After officiating a Bar Mitzvah service last week, Cantor Lee and I were invited for the festive meal. The proud grandfather was seated next to me.
With some hesitation he turned to me and said, “Rabbi, can I ask you a question that has been bothering me for weeks? You see,” he said, “it's about Ukraine. My entire family is originally from the city of Odessa. Almost all perished in the Holocaust by the Nazis with the enthusiastic help of the Ukrainians.
I am sure you know how cruel the Ukrainians were to us over many centuries and the atrocities they committed against us during many bloody pogroms, killing us, burning our synagogues, our villages. Now they want Israel to help them with weapons and take in as many refugees as possible.”

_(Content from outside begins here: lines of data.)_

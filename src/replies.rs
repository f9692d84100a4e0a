//! Reply selection for the backend.
//!
//! The configured LLM is asked first. Without one, or when it fails, the
//! reply comes from a fixed keyword table.

use tracing::warn;

use crate::llm::ChatCompletionsClient;

const SYSTEM_PROMPT: &str = "You are a helpful customer support assistant. Be friendly, professional, and concise. Help with general inquiries about products, services, billing, and support.";

/// Keyword replies, checked in order. The first keyword contained in the
/// lowercased message wins.
const KEYWORD_REPLIES: &[(&str, &str)] = &[
    (
        "hello",
        "Hello! Welcome to our customer support. How can I help you today?",
    ),
    (
        "hi",
        "Hi there! I'm here to assist you. What can I do for you?",
    ),
    (
        "hours",
        "Our business hours are Monday-Friday 9 AM to 6 PM EST.",
    ),
    (
        "contact",
        "You can reach us at support@company.com or call (555) 123-4567.",
    ),
    (
        "pricing",
        "Our basic plan starts at $29/month. Premium plan is $59/month. Enterprise pricing available on request.",
    ),
    (
        "refund",
        "We offer a 30-day money-back guarantee. Please contact support@company.com for refund requests.",
    ),
    (
        "shipping",
        "We offer free shipping on orders over $50. Standard shipping takes 3-5 business days.",
    ),
    (
        "return",
        "Returns are accepted within 30 days of purchase. Items must be in original condition.",
    ),
    (
        "support",
        "Our support team is available 24/7 via chat, email, or phone.",
    ),
    (
        "account",
        "To manage your account, please log in to our website and visit the account settings page.",
    ),
    (
        "password",
        "To reset your password, click 'Forgot Password' on the login page.",
    ),
    (
        "cancel",
        "To cancel your subscription, please contact our support team or visit account settings.",
    ),
    (
        "features",
        "Our platform includes real-time analytics, team collaboration, automated workflows, and 24/7 support.",
    ),
    (
        "demo",
        "You can schedule a free demo at demo@company.com or book online through our website.",
    ),
    (
        "trial",
        "We offer a 14-day free trial with full access to all features. No credit card required!",
    ),
    ("bye", "Thank you for contacting us! Have a great day!"),
    (
        "thanks",
        "You're welcome! Is there anything else I can help you with?",
    ),
];

/// Word families checked after the keyword table.
const FAMILY_REPLIES: &[(&[&str], &str)] = &[
    (
        &["help", "assist", "support"],
        "I'm here to help! You can ask me about our hours, pricing, shipping, returns, or any other questions.",
    ),
    (
        &["problem", "issue", "error", "bug"],
        "I'm sorry to hear you're experiencing an issue. Can you please provide more details about the problem you're facing?",
    ),
    (
        &["buy", "purchase", "order"],
        "Great! You can place an order through our website or contact our sales team at sales@company.com for assistance.",
    ),
];

const DEFAULT_REPLY: &str = "I understand your question. For detailed assistance, please contact our support team at support@company.com or call (555) 123-4567.";

/// Component that produced a reply.
#[derive(Debug, Clone, Copy, PartialEq, Eq)]
pub enum ReplySource {
    Ai,
    Predefined,
}

impl ReplySource {
    /// Label sent to the widget.
    #[must_use]
    pub fn label(self) -> &'static str {
        match self {
            Self::Ai => "AI",
            Self::Predefined => "Predefined",
        }
    }
}

#[derive(Debug, Clone, PartialEq, Eq)]
pub struct Reply {
    pub text: String,
    pub source: ReplySource,
}

/// Canned reply for `message`. Never fails.
#[must_use]
pub fn predefined_reply(message: &str) -> &'static str {
    let lower = message.to_lowercase();

    if let Some((_, reply)) = KEYWORD_REPLIES.iter().find(|(k, _)| lower.contains(k)) {
        return *reply;
    }

    FAMILY_REPLIES
        .iter()
        .find(|(words, _)| words.iter().any(|w| lower.contains(w)))
        .map_or(DEFAULT_REPLY, |(_, reply)| *reply)
}

/// Picks a reply for each incoming message.
#[derive(Debug, Clone, Default)]
pub struct ReplyService {
    llm: Option<ChatCompletionsClient>,
}

impl ReplyService {
    #[must_use]
    pub fn new(llm: Option<ChatCompletionsClient>) -> Self {
        Self { llm }
    }

    /// Whether an LLM is configured.
    #[must_use]
    pub fn has_llm(&self) -> bool {
        self.llm.is_some()
    }

    pub async fn reply(&self, message: &str) -> Reply {
        if let Some(llm) = &self.llm {
            match llm.complete(SYSTEM_PROMPT, message).await {
                Ok(text) if !text.is_empty() => {
                    return Reply {
                        text,
                        source: ReplySource::Ai,
                    };
                }
                Ok(_) => warn!(name: "llm.reply.empty", "LLM returned an empty reply"),
                Err(e) => warn!(name: "llm.reply.failed", error = %e, "LLM request failed"),
            }
        }

        Reply {
            text: predefined_reply(message).to_string(),
            source: ReplySource::Predefined,
        }
    }
}

#[cfg(test)]
mod tests {
    use super::*;
    use crate::llm::LlmSettings;

    #[test]
    fn test_keyword_match_is_case_insensitive() {
        assert_eq!(
            predefined_reply("What are your HOURS?"),
            "Our business hours are Monday-Friday 9 AM to 6 PM EST."
        );
    }

    #[test]
    fn test_first_keyword_wins() {
        // "hello" precedes "pricing" in the table.
        assert!(predefined_reply("hello, pricing?").starts_with("Hello! Welcome"));
    }

    #[test]
    fn test_word_families() {
        assert!(predefined_reply("I found a bug").starts_with("I'm sorry to hear"));
        assert!(predefined_reply("Can I purchase now").starts_with("Great!"));
        assert!(predefined_reply("assist me").starts_with("I'm here to help!"));
    }

    #[test]
    fn test_default_reply() {
        assert_eq!(predefined_reply("quantum flux"), DEFAULT_REPLY);
    }

    #[tokio::test]
    async fn test_without_llm_uses_table() {
        let service = ReplyService::default();
        assert!(!service.has_llm());

        let reply = service.reply("refund please").await;
        assert_eq!(reply.source, ReplySource::Predefined);
        assert!(reply.text.contains("30-day money-back"));
    }

    #[tokio::test]
    async fn test_llm_failure_falls_back() {
        // Bind and drop to get a port nothing listens on.
        let listener = std::net::TcpListener::bind("127.0.0.1:0").unwrap();
        let addr = listener.local_addr().unwrap();
        drop(listener);

        let llm = ChatCompletionsClient::new(LlmSettings {
            base_url: format!("http://{addr}"),
            api_key: None,
            model: "test-model".to_string(),
            max_tokens: 150,
            temperature: 0.7,
        });
        let service = ReplyService::new(Some(llm));

        let reply = service.reply("bye").await;
        assert_eq!(reply.source, ReplySource::Predefined);
        assert_eq!(reply.text, "Thank you for contacting us! Have a great day!");
        assert_eq!(reply.source.label(), "Predefined");
    }
}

“Rabbi”, he continued. “I understand that these are refugees and the importance of helping them but it is hard for me not to feel torn between the bitter memories and our Jewish obligation to help anyone who is in dire need”.
It seems that the man’s question caught the attention of the other guests around the table. Suddenly the eager expectation for the wonderful food which was about to be served faded a little as many were listening intently to the conversation which was about to emerge.
I immediately realized how significant this issue is for so many of us. It feels like scratching an old Jewish scar to expose a deep and painful wound.
For a minute I was quiet. I myself have been trying to sort out my feelings about all this ever since the horrific pictures of brave Ukrainians being shelled indiscriminately by the Russians which, as we all know, caused a massive amount of refugees and so much destruction.
The painful memories of suffering at the hands of the Ukrainians will always be with us as they should. As I was trying to formulate the appropriate answer, the Biblical Exodus story came to mind.
For the Egyptians, it only took a few generations to turn from love and admiration for Joseph to an Egyptian generation with the exact opposite feelings about him and his people, the Hebrews.
The Torah indicates this by simply saying: ”A new king arose who knew not of Joseph.” I am sure there were hieroglyphic documents which spoke about the glorious days of Egypt during Joseph’s time. Egyptian kings were always good at documenting their achievements.
It was just that this new king, along with his subjects and the slave drivers had entirely different feelings about Joseph and his people.
With that in mind I turned to the grandfather and said, “It is our obligation to honor all these horrible Jewish memories at the hands of the Ukrainians, not only their enthusiastic participation in the Holocaust.”
I then reminded him about the pharaoh story. “This story teaches us an important Biblical lesson,” I told him. “Each generation has its own feelings and its own attitude towards important issues and events. Despite bitter Jewish memories in Ukraine of many centuries we can look at the situation as opposite yet similar to the Egyptian story.
In the modern Ukraine case it is a turn from a generation who knew no limits to their cruelty to the Jews to a generation who is very much pro-Israel and who admires and loves their Jewish leader, Mr. Zelenskyy, (the modern day Joseph?) and has no problem with its Jewish population.”
The grandfather did not seem comforted by the answer. “Yes”, he replied, “but shouldn’t we as Jews be very cautious when it comes to Gentiles with such a bloody history against us?”
I thought for a minute about it and said: “There’s a fine line between Jewish caution and paranoia. This generation of Ukrainians are good and brave people. They are certainly good to us, the Jews, and the State of Israel. They admire their Jewish president.
It is true that the State of Israel is afraid to supply Ukraine with arms because they depend on Russia not interfering with the Israeli Air Force activities in Syria. Yet its humanitarian help to Ukraine is extensive. Not only did Israel take in thousands of Ukrainians refugees, she also sent a modern, large, fully equipped field hospital manned by many doctors and nurses, along with large quantities of food and medicine supplies. And as you know” I continued, “many Jewish organizations are helping with very large sums of relief money”.
I was still not sure if this was a satisfactory answer. But then I realized that I should ask myself the same question. I guess if an Egyptian generation could ignore the wonderful deeds of Joseph the Hebrew who had lived only a few generations previously and turn into a generation of hate and bigotry, then we as modern Jews can do the opposite. Overcome the bitter memories of the past and welcome the good relations we now have with the modern Ukrainians.
And in doing so may the pain from past horrific deeds perpetrated against us be healed as we altogether create a new world. One where war does not exist. One where “Shirat Shalom” a “Song of Peace” is sung by all.